--- Your goal ---
Copy each line of the records that holds the string "header".
(Beginning of Extracted data)
//! Reading alignments from BAM files.

use std::fs::File;
use std::io;
use std::io::Read;
use std::path::Path;

use noodles::bam;
use noodles::sam;
use noodles::sam::alignment::Record as _;
use omics::coordinate::position::Number;
use omics::coordinate::Contig;
use omics::coordinate::Strand;
use tracing::trace;

use crate::Alignment;
use crate::Sample;

/// Opens a BAM file as a [`Sample`].
///
/// The header is read eagerly, so a missing or malformed file fails here
/// rather than once counting has started. The reference sequences in the
/// header become the contigs declared by the sample.
pub fn open<P>(src: P, label: impl Into<String>) -> io::Result<Sample<Alignments<impl Read>>>
where
    P: AsRef<Path>,
{
    let src = src.as_ref();
    let with_path = |err: io::Error| io::Error::new(err.kind(), format!("{}: {err}", src.display()));

    let mut reader = File::open(src)
        .map(bam::io::Reader::new)
        .map_err(with_path)?;
    let header = reader.read_header().map_err(with_path)?;

    let contigs = contigs(&header);
    let alignments = Alignments {
        reader,
        contigs: contigs.clone(),
        record: bam::Record::default(),
    };

    Ok(Sample::new(label, alignments).with_contigs(contigs))
}

/// Gets the names of the reference sequences in a header.
fn contigs(header: &sam::Header) -> Vec<Contig> {
    header
        .reference_sequences()
        .keys()
        .map(|name| Contig::from(name.to_string()))
        .collect()
}

/// An iterator over the mapped alignments within a BAM file.
///
/// Unmapped records are skipped.
#[allow(missing_debug_implementations)]
pub struct Alignments<R> {
    /// The inner reader.
    reader: bam::io::Reader<R>,

    /// The reference sequence names, indexed by reference sequence id.
    contigs: Vec<Contig>,

    /// A reusable record buffer.
    record: bam::Record,
}

impl<R> Iterator for Alignments<R>
where
    R: Read,
{
    type Item = io::Result<Alignment>;

    fn next(&mut self) -> Option<Self::Item> {
        loop {
            match self.reader.read_record(&mut self.record) {
                Ok(0) => return None,
                Ok(_) => match convert(&self.contigs, &self.record) {
                    Ok(Some(alignment)) => return Some(Ok(alignment)),
                    Ok(None) => trace!("skipping unmapped record"),
                    Err(err) => return Some(Err(err)),
                },
                Err(err) => return Some(Err(err)),
            }
        }
    }
}

/// Converts a BAM record into an [`Alignment`].
///
/// Returns [`None`] if the record is not mapped to a position on a reference
/// sequence.
fn convert(contigs: &[Contig], record: &bam::Record) -> io::Result<Option<Alignment>> {
    let flags = record.flags();

    if flags.is_unmapped() {
        return Ok(None);
    }

    let id = match record.reference_sequence_id().transpose()? {
        Some(id) => id,
        None => return Ok(None),
    };

    let contig = contigs.get(id).ok_or_else(|| {
        io::Error::new(
            io::ErrorKind::InvalidData,
            format!("reference sequence id {id} is not declared in the header"),
        )
    })?;

    let start = match record.alignment_start().transpose()? {
        Some(position) => position.get() as Number,
        None => return Ok(None),
    };

    // A record without any reference-consuming operations still occupies its
    // start position.
    let span = record.alignment_span().transpose()?.unwrap_or(1).max(1) as Number;

    let strand = match flags.is_reverse_complemented() {
        true => Strand::Negative,
        false => Strand::Positive,
    };

    Ok(Some(Alignment::from_span(
        contig.clone(),
        start,
        start + span - 1,
        strand,
        flags.is_duplicate(),
    )))
}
(End of Extracted data)
--- Solution below ---
/// The header is read eagerly, so a missing or malformed file fails here
/// header become the contigs declared by the sample.
    let header = reader.read_header().map_err(with_path)?;
    let contigs = contigs(&header);
/// Gets the names of the reference sequences in a header.
fn contigs(header: &sam::Header) -> Vec<Contig> {
    header
            format!("reference sequence id {id} is not declared in the header"),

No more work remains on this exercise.